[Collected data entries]

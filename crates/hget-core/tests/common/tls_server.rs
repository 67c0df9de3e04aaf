//! HTTPS flavour of the test server: the same one-request-per-connection
//! handler loop behind a rustls session.
//!
//! The server presents `testdata/server-crt.pem` (issued by `testdata/ca.pem`
//! for `127.0.0.1` and `localhost`). With [`ClientAuth::Required`] it also
//! demands a client certificate issued by the same CA.

use super::http_server::{serve, RecordedRequest, Reply, TestServer};
use rustls::pki_types::pem::PemObject;
use rustls::pki_types::{CertificateDer, PrivateKeyDer};
use rustls::server::WebPkiClientVerifier;
use rustls::{RootCertStore, ServerConfig, ServerConnection, StreamOwned};
use std::io::Write;
use std::net::TcpListener;
use std::path::{Path, PathBuf};
use std::sync::{Arc, Mutex};
use std::thread;
use std::time::Duration;

#[derive(Debug, Clone, Copy, PartialEq, Eq)]
pub enum ClientAuth {
    None,
    Required,
}

fn testdata(name: &str) -> PathBuf {
    Path::new(env!("CARGO_MANIFEST_DIR")).join("testdata").join(name)
}

fn load_certs(name: &str) -> Vec<CertificateDer<'static>> {
    CertificateDer::pem_file_iter(testdata(name))
        .expect("open certificate")
        .collect::<Result<Vec<_>, _>>()
        .expect("parse certificate")
}

fn server_config(client_auth: ClientAuth) -> Arc<ServerConfig> {
    let provider = Arc::new(rustls::crypto::ring::default_provider());
    let builder = ServerConfig::builder_with_provider(Arc::clone(&provider))
        .with_safe_default_protocol_versions()
        .expect("protocol versions");
    let builder = match client_auth {
        ClientAuth::None => builder.with_no_client_auth(),
        ClientAuth::Required => {
            let mut roots = RootCertStore::empty();
            roots.add_parsable_certificates(load_certs("ca.pem"));
            let verifier = WebPkiClientVerifier::builder_with_provider(Arc::new(roots), provider)
                .build()
                .expect("client verifier");
            builder.with_client_cert_verifier(verifier)
        }
    };
    let key = PrivateKeyDer::from_pem_file(testdata("server-key.pem")).expect("server key");
    Arc::new(
        builder
            .with_single_cert(load_certs("server-crt.pem"), key)
            .expect("server certificate"),
    )
}

/// Starts an HTTPS server in a background thread; `url` is
/// "https://127.0.0.1:<port>/". Failed handshakes are dropped silently.
pub fn start<F>(client_auth: ClientAuth, handler: F) -> TestServer
where
    F: Fn(&RecordedRequest) -> Reply + Send + Sync + 'static,
{
    let config = server_config(client_auth);
    let listener = TcpListener::bind("127.0.0.1:0").expect("bind");
    let port = listener.local_addr().unwrap().port();
    let requests = Arc::new(Mutex::new(Vec::new()));
    let recorded = Arc::clone(&requests);
    let handler = Arc::new(handler);
    thread::spawn(move || {
        for tcp in listener.incoming().flatten() {
            let config = Arc::clone(&config);
            let handler = Arc::clone(&handler);
            let recorded = Arc::clone(&recorded);
            thread::spawn(move || {
                let _ = tcp.set_read_timeout(Some(Duration::from_secs(5)));
                let _ = tcp.set_write_timeout(Some(Duration::from_secs(5)));
                let conn = match ServerConnection::new(config) {
                    Ok(c) => c,
                    Err(_) => return,
                };
                let mut stream = StreamOwned::new(conn, tcp);
                serve(&mut stream, handler.as_ref(), &recorded);
                stream.conn.send_close_notify();
                let _ = stream.flush();
            });
        }
    });
    TestServer::new("https", port, requests)
}

/// Serves `body` with 200 to every request.
pub fn start_static(client_auth: ClientAuth, body: &'static str) -> TestServer {
    start(client_auth, move |_| Reply::ok(body))
}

■ What this task involves
Transcribe all of the data above, character for character.

■ Exercise response
filename crates/hget-core/tests/common/tls_server.rs
repository 67c0df9de3e04aaf
//! HTTPS flavour of the test server: the same one-request-per-connection
//! handler loop behind a rustls session.
//!
//! The server presents `testdata/server-crt.pem` (issued by `testdata/ca.pem`
//! for `127.0.0.1` and `localhost`). With [`ClientAuth::Required`] it also
//! demands a client certificate issued by the same CA.

use super::http_server::{serve, RecordedRequest, Reply, TestServer};
use rustls::pki_types::pem::PemObject;
use rustls::pki_types::{CertificateDer, PrivateKeyDer};
use rustls::server::WebPkiClientVerifier;
use rustls::{RootCertStore, ServerConfig, ServerConnection, StreamOwned};
use std::io::Write;
use std::net::TcpListener;
use std::path::{Path, PathBuf};
use std::sync::{Arc, Mutex};
use std::thread;
use std::time::Duration;

#[derive(Debug, Clone, Copy, PartialEq, Eq)]
pub enum ClientAuth {
    None,
    Required,
}

fn testdata(name: &str) -> PathBuf {
    Path::new(env!("CARGO_MANIFEST_DIR")).join("testdata").join(name)
}

fn load_certs(name: &str) -> Vec<CertificateDer<'static>> {
    CertificateDer::pem_file_iter(testdata(name))
        .expect("open certificate")
        .collect::<Result<Vec<_>, _>>()
        .expect("parse certificate")
}

fn server_config(client_auth: ClientAuth) -> Arc<ServerConfig> {
    let provider = Arc::new(rustls::crypto::ring::default_provider());
    let builder = ServerConfig::builder_with_provider(Arc::clone(&provider))
        .with_safe_default_protocol_versions()
        .expect("protocol versions");
    let builder = match client_auth {
        ClientAuth::None => builder.with_no_client_auth(),
        ClientAuth::Required => {
            let mut roots = RootCertStore::empty();
            roots.add_parsable_certificates(load_certs("ca.pem"));
            let verifier = WebPkiClientVerifier::builder_with_provider(Arc::new(roots), provider)
                .build()
                .expect("client verifier");
            builder.with_client_cert_verifier(verifier)
        }
    };
    let key = PrivateKeyDer::from_pem_file(testdata("server-key.pem")).expect("server key");
    Arc::new(
        builder
            .with_single_cert(load_certs("server-crt.pem"), key)
            .expect("server certificate"),
    )
}

/// Starts an HTTPS server in a background thread; `url` is
/// "https://127.0.0.1:<port>/". Failed handshakes are dropped silently.
pub fn start<F>(client_auth: ClientAuth, handler: F) -> TestServer
where
    F: Fn(&RecordedRequest) -> Reply + Send + Sync + 'static,
{
    let config = server_config(client_auth);
    let listener = TcpListener::bind("127.0.0.1:0").expect("bind");
    let port = listener.local_addr().unwrap().port();
    let requests = Arc::new(Mutex::new(Vec::new()));
    let recorded = Arc::clone(&requests);
    let handler = Arc::new(handler);
    thread::spawn(move || {
        for tcp in listener.incoming().flatten() {
            let config = Arc::clone(&config);
            let handler = Arc::clone(&handler);
            let recorded = Arc::clone(&recorded);
            thread::spawn(move || {
                let _ = tcp.set_read_timeout(Some(Duration::from_secs(5)));
                let _ = tcp.set_write_timeout(Some(Duration::from_secs(5)));
                let conn = match ServerConnection::new(config) {
                    Ok(c) => c,
                    Err(_) => return,
                };
                let mut stream = StreamOwned::new(conn, tcp);
                serve(&mut stream, handler.as_ref(), &recorded);
                stream.conn.send_close_notify();
                let _ = stream.flush();
            });
        }
    });
    TestServer::new("https", port, requests)
}

/// Serves `body` with 200 to every request.
pub fn start_static(client_auth: ClientAuth, body: &'static str) -> TestServer {
    start(client_auth, move |_| Reply::ok(body))
}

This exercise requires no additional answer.